Synthetic Controls: A Smarter Way to Measure Change

People walking in the rain

A quick-service restaurant corporation sought a way to accurately determine how a variety of factors—both controllable and uncontrollable—impacted the business. Elder Research developed a flexible, easy-to-use software library for fitting synthetic controls to data, even though traditional control groups were unavailable. Synthetic controls are a data-driven way to estimate what would have happened without a change, helping businesses measure true impact.

The Challenge

Businesses often need to know the causal effect of an action or an event such as adverse weather, a nearby location closing, or an internal business decision. For example, did introducing a new menu item boost sales or cut into the sales of other items?

The gold standard for this kind of estimation requires defining a randomized control group, a set of locations for which the action will not take place. The ability to randomly assign locations into test and control groups makes it possible to measure the effect of the event on the test group by comparing test locations with their control counterparts.

But what if traditional control groups are unavailable?

Random assignment is not always possible. In real-world scenarios, changes can happen without a control group for comparison, and many outside factors can also affect the results alongside the actions we can control.

Without a control group, we can observe what happens after a given event. But distinguishing between the changes caused by the event itself and the changes caused by external factors is difficult or impossible.

To identify these effects, we effectively need a copy of the location of interest: one that experienced the event and another that did not. This is what synthetic controls provide.

The Solution

To meet this challenge, Elder Research leveraged a technique developed in the field of economics: synthetic controls. Since we did not have an actual control group, we simulated one by reviewing locations that did not experience the event and finding the combination of these that best simulated the location we wanted to study.

This blend of unaffected locations was carefully matched to the affected location for the period before the event occurred. Once the synthetic control was set, we were able to compare the outcome in the test location to our simulated prediction of what would have happened had the event not occurred.

In this way, we quantified how much of a change we saw after an event was due to the event itself.
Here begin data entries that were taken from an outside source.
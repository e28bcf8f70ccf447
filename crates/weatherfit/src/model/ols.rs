//! Ordinary least squares via a truncated SVD of the standardized Gram matrix.

use nalgebra::{DMatrix, DVector};

use super::params::ModelParameters;
use crate::error::{Result, WeatherfitError};

/// Iteration cap for the SVD; reaching it is reported as an error.
const MAX_SVD_ITERATIONS: usize = 1_000;

/// Solve `min ||X w + b - y||²` for weights `w` and intercept `b`.
///
/// Columns are centered and scaled to unit norm before forming `XᵀX`, and
/// singular values below `max_sv * max(n, p) * ε` are treated as zero. The
/// result is the minimum-norm solution: a constant column gets weight zero and
/// perfectly collinear columns share their weight.
pub(crate) fn least_squares(x: &DMatrix<f64>, y: &DVector<f64>) -> Result<ModelParameters> {
    let (n, p) = x.shape();
    if n == 0 {
        return Err(WeatherfitError::InsufficientData {
            required: 1,
            actual: 0,
            context: "model fit".to_string(),
        });
    }
    if y.len() != n {
        return Err(WeatherfitError::DimensionMismatch {
            expected: n,
            actual: y.len(),
            context: "model fit targets".to_string(),
        });
    }

    let means = DVector::from_iterator(p, x.column_iter().map(|c| c.mean()));
    let y_mean = y.mean();

    let mut scaled = x.clone();
    let mut norms = DVector::zeros(p);
    for (j, mut column) in scaled.column_iter_mut().enumerate() {
        // Centering a constant column leaves only rounding residue of this size.
        let noise = column.amax() * n as f64 * (n as f64).sqrt() * f64::EPSILON;
        column.add_scalar_mut(-means[j]);
        let norm = column.norm();
        if norm > noise {
            column /= norm;
            norms[j] = norm;
        } else {
            column.fill(0.0);
        }
    }
    let centered_y = y.add_scalar(-y_mean);

    let gram = scaled.tr_mul(&scaled);
    let rhs = scaled.tr_mul(&centered_y);

    let svd = gram
        .try_svd(true, true, f64::EPSILON, MAX_SVD_ITERATIONS)
        .ok_or_else(|| WeatherfitError::Numerical("SVD did not converge".to_string()))?;
    let tolerance = svd.singular_values.max() * n.max(p) as f64 * f64::EPSILON;
    let scaled_weights = svd
        .solve(&rhs, tolerance)
        .map_err(|e| WeatherfitError::Numerical(e.to_string()))?;

    let weights: Vec<f64> = scaled_weights
        .iter()
        .zip(norms.iter())
        .map(|(&w, &norm)| if norm > 0.0 { w / norm } else { 0.0 })
        .collect();
    let intercept = y_mean - weights.iter().zip(means.iter()).map(|(w, m)| w * m).sum::<f64>();

    if !intercept.is_finite() || weights.iter().any(|w| !w.is_finite()) {
        return Err(WeatherfitError::Numerical(
            "least-squares solution is not finite".to_string(),
        ));
    }

    Ok(ModelParameters { weights, intercept })
}

#[cfg(test)]
mod tests {
    use super::*;

    fn assert_close(a: f64, b: f64) {
        assert!((a - b).abs() < 1e-8, "{} != {}", a, b);
    }

    #[test]
    fn test_exact_linear_relation() {
        // y = 2 x1 - 3 x2 + 5
        let rows = [[1.0, 2.0], [2.0, 1.0], [3.0, 5.0], [4.0, 3.0], [5.0, 8.0]];
        let x = DMatrix::from_fn(rows.len(), 2, |i, j| rows[i][j]);
        let y = DVector::from_iterator(rows.len(), rows.iter().map(|r| 2.0 * r[0] - 3.0 * r[1] + 5.0));

        let params = least_squares(&x, &y).unwrap();
        assert_close(params.weights[0], 2.0);
        assert_close(params.weights[1], -3.0);
        assert_close(params.intercept, 5.0);
    }

    #[test]
    fn test_matches_simple_regression_formula() {
        let xs = [1.0, 2.0, 4.0, 7.0, 9.0];
        let ys = [2.1, 3.9, 8.2, 13.8, 18.5];
        let x = DMatrix::from_column_slice(5, 1, &xs);
        let y = DVector::from_column_slice(&ys);

        let x_mean = xs.iter().sum::<f64>() / 5.0;
        let y_mean = ys.iter().sum::<f64>() / 5.0;
        let sxy: f64 = xs.iter().zip(&ys).map(|(a, b)| (a - x_mean) * (b - y_mean)).sum();
        let sxx: f64 = xs.iter().map(|a| (a - x_mean).powi(2)).sum();
        let slope = sxy / sxx;

        let params = least_squares(&x, &y).unwrap();
        assert_close(params.weights[0], slope);
        assert_close(params.intercept, y_mean - slope * x_mean);
    }

    #[test]
    fn test_constant_column_gets_zero_weight() {
        let x = DMatrix::from_row_slice(4, 2, &[1.0, 1013.0, 2.0, 1013.0, 3.0, 1013.0, 4.0, 1013.0]);
        let y = DVector::from_column_slice(&[3.0, 5.0, 7.0, 9.0]);

        let params = least_squares(&x, &y).unwrap();
        assert_close(params.weights[0], 2.0);
        assert_eq!(params.weights[1], 0.0);
        assert_close(params.intercept, 1.0);
    }

    #[test]
    fn test_inexact_constant_column_gets_zero_weight() {
        let n = 30;
        let x = DMatrix::from_fn(n, 2, |i, j| if j == 0 { i as f64 } else { 1013.1 });
        let y = DVector::from_iterator(n, (0..n).map(|i| 0.5 * i as f64 - 4.0));

        let params = least_squares(&x, &y).unwrap();
        assert_close(params.weights[0], 0.5);
        assert_eq!(params.weights[1], 0.0);
        assert_close(params.intercept, -4.0);
    }

    #[test]
    fn test_collinear_columns_share_weight() {
        // second column is exactly twice the first
        let x = DMatrix::from_row_slice(4, 2, &[1.0, 2.0, 2.0, 4.0, 3.0, 6.0, 4.0, 8.0]);
        let y = DVector::from_column_slice(&[2.0, 4.0, 6.0, 8.0]);

        let params = least_squares(&x, &y).unwrap();
        assert!(params.weights.iter().all(|w| w.is_finite()));
        let fitted = params.predict_one(&[5.0, 10.0]);
        assert_close(fitted, 10.0);
    }

    #[test]
    fn test_single_row() {
        let x = DMatrix::from_row_slice(1, 2, &[1.0, 2.0]);
        let y = DVector::from_column_slice(&[7.0]);

        let params = least_squares(&x, &y).unwrap();
        assert_eq!(params.weights, vec![0.0, 0.0]);
        assert_close(params.intercept, 7.0);
    }

    #[test]
    fn test_empty_input() {
        let x = DMatrix::<f64>::zeros(0, 3);
        let y = DVector::<f64>::zeros(0);
        assert!(matches!(
            least_squares(&x, &y),
            Err(WeatherfitError::InsufficientData { .. })
        ));
    }
}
Because our client’s analysts preferred to work with the Python programming language, we authored a Python package for deriving and working with these synthetic controls. We knew the client would have a wide range of scenarios that could benefit from synthetic controls, so we designed the package to work with common Python data formats and integrate seamlessly with the data in the client’s ecosystem. Our solution included:

  • support for several open-source solvers used to find the optimal synthetic control solution to match the test location.
  • functions to test the robustness of the fitted synthetic control, to make sure that the results were stable and not overly reliant on any one control location.
  • functions to plot test and control data, including lifts attributable to the test event (see figure below), and to calculate confidence intervals and compute statistical significance.

Synthetic controls figure for case study

On the left, the red line tracks one location’s weekly sales, and we observe a sales boost beginning at the gray vertical line—which marks the closure of a nearby location. The corresponding blue line is this location’s control: a combination of locations outside of the market, chosen to closely match the target location in the shaded pre-closure period.

By comparing the actual series to the control, the package helps to reveal sales lift, both weekly (center) and cumulatively (right). The yellow-shaded region also indicates the range of lifts to be expected (90 percent of the time) in the absence of a true effect. The comparative size of the sales series provides assurance of the reality of the measured effect.

The Results

We applied the synthetic control package to several test cases, including restaurant closings, potential boosts or cannibalizations of menu items when new menu items are introduced, and extreme weather events. In each of these cases, we were able to simulate what would have happened if the event had not occurred and calculate confidence intervals for the effects of the event.

For example, in the case of new menu items, our client was able to determine whether the sales benefit of introducing new menu items was offset by losses in sales for other items. Because the synthetic control groups were matched in time to the test groups, we could isolate the effects of the events of interest from other external factors that might also affect sales. This allowed the client to judge the dollar impacts of a wide range of events, both those controlled by the client and those that were not.

Further, because we created the package in collaboration with the client and wrote documentation materials to make it accessible, the client was able to continue using it following our engagement and to introduce it to new teams across their organization. Thus, rather than a one-off analysis, we provided the client with a versatile tool that could be reapplied to many current and future situations, such as sporting events, promotional campaigns, road construction, new location openings or nearby competitors.

By making an easy-to-use software solution for synthetic control, we helped our client’s analysts speed up the time required to go from the observation of an uncontrolled business event to actionable results with an understanding of real dollar impacts.